DIRECTIONS FOR THIS TASK -
Using the records that appear below, write out exactly the lines from the one with "#[derive(Debug, Clone, Serialize, Deserialize)]" through the one with "partial tokens are", keeping both end lines.

SUPPLIED RECORDS -
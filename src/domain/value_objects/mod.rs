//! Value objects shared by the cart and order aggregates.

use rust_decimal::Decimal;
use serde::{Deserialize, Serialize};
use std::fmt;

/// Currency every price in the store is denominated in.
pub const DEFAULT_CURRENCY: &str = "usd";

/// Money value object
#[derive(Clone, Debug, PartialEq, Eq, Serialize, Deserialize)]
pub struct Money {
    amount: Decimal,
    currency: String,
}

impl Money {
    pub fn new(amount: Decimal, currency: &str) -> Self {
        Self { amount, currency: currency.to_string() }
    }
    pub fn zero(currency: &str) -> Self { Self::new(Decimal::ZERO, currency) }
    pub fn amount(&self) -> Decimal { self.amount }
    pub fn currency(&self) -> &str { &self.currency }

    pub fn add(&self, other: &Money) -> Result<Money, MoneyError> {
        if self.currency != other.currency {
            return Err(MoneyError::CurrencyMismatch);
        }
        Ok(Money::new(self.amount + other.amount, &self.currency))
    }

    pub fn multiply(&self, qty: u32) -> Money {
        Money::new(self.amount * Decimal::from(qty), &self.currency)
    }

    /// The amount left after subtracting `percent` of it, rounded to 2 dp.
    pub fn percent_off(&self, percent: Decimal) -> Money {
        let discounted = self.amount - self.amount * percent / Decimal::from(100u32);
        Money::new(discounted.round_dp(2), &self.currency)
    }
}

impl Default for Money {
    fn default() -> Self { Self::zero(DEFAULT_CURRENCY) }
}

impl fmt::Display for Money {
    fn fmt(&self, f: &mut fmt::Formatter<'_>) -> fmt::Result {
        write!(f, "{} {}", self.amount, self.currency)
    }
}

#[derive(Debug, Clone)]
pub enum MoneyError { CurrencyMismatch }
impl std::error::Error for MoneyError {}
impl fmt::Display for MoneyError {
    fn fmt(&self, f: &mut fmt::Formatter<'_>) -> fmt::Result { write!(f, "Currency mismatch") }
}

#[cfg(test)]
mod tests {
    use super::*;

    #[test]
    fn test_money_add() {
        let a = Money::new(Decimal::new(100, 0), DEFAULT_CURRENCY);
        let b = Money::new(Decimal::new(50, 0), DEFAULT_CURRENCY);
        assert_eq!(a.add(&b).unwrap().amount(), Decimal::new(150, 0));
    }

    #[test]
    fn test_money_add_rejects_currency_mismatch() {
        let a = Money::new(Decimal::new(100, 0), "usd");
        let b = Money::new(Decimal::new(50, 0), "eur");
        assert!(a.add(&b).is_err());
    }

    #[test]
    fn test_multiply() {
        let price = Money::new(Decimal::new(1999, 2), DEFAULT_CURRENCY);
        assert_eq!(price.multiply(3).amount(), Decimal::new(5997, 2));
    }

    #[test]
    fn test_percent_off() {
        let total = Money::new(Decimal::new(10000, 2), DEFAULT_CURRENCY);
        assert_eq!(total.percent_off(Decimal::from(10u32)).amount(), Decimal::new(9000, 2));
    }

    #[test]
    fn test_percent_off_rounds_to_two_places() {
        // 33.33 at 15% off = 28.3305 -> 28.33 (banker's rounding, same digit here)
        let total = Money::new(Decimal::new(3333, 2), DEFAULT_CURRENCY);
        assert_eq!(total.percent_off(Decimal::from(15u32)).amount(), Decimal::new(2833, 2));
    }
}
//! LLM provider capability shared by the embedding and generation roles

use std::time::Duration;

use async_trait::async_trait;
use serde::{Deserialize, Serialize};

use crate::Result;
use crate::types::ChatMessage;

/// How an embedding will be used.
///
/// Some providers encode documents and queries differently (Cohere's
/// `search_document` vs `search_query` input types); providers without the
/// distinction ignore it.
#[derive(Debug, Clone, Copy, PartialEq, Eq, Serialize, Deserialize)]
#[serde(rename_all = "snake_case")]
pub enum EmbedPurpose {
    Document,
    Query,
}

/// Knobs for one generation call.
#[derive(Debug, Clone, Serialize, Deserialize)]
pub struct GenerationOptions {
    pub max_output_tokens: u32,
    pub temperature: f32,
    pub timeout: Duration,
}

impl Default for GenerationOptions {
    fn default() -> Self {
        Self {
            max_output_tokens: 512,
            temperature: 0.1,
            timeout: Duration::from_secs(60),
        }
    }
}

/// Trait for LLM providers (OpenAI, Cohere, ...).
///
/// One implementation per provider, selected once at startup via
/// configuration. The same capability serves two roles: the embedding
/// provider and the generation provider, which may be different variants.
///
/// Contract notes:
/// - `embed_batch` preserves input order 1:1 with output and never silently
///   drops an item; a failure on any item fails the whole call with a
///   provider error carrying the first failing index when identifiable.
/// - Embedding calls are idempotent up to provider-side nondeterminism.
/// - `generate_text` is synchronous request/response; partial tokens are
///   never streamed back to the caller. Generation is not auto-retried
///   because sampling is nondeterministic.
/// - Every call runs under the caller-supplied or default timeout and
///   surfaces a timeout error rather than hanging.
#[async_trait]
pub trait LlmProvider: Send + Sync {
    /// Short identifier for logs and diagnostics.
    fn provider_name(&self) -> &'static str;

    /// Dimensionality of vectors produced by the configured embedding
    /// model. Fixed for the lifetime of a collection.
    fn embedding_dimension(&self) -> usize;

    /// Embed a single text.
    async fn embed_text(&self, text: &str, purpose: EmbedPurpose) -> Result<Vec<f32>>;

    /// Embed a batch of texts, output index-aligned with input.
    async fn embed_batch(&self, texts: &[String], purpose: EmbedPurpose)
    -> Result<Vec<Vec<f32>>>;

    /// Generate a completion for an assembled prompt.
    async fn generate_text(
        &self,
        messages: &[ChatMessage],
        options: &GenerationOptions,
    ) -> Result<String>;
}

RESULT OF THE TASK -
#[derive(Debug, Clone, Serialize, Deserialize)]
pub struct GenerationOptions {
    pub max_output_tokens: u32,
    pub temperature: f32,
    pub timeout: Duration,
}

impl Default for GenerationOptions {
    fn default() -> Self {
        Self {
            max_output_tokens: 512,
            temperature: 0.1,
            timeout: Duration::from_secs(60),
        }
    }
}

/// Trait for LLM providers (OpenAI, Cohere, ...).
///
/// One implementation per provider, selected once at startup via
/// configuration. The same capability serves two roles: the embedding
/// provider and the generation provider, which may be different variants.
///
/// Contract notes:
/// - `embed_batch` preserves input order 1:1 with output and never silently
///   drops an item; a failure on any item fails the whole call with a
///   provider error carrying the first failing index when identifiable.
/// - Embedding calls are idempotent up to provider-side nondeterminism.
/// - `generate_text` is synchronous request/response; partial tokens are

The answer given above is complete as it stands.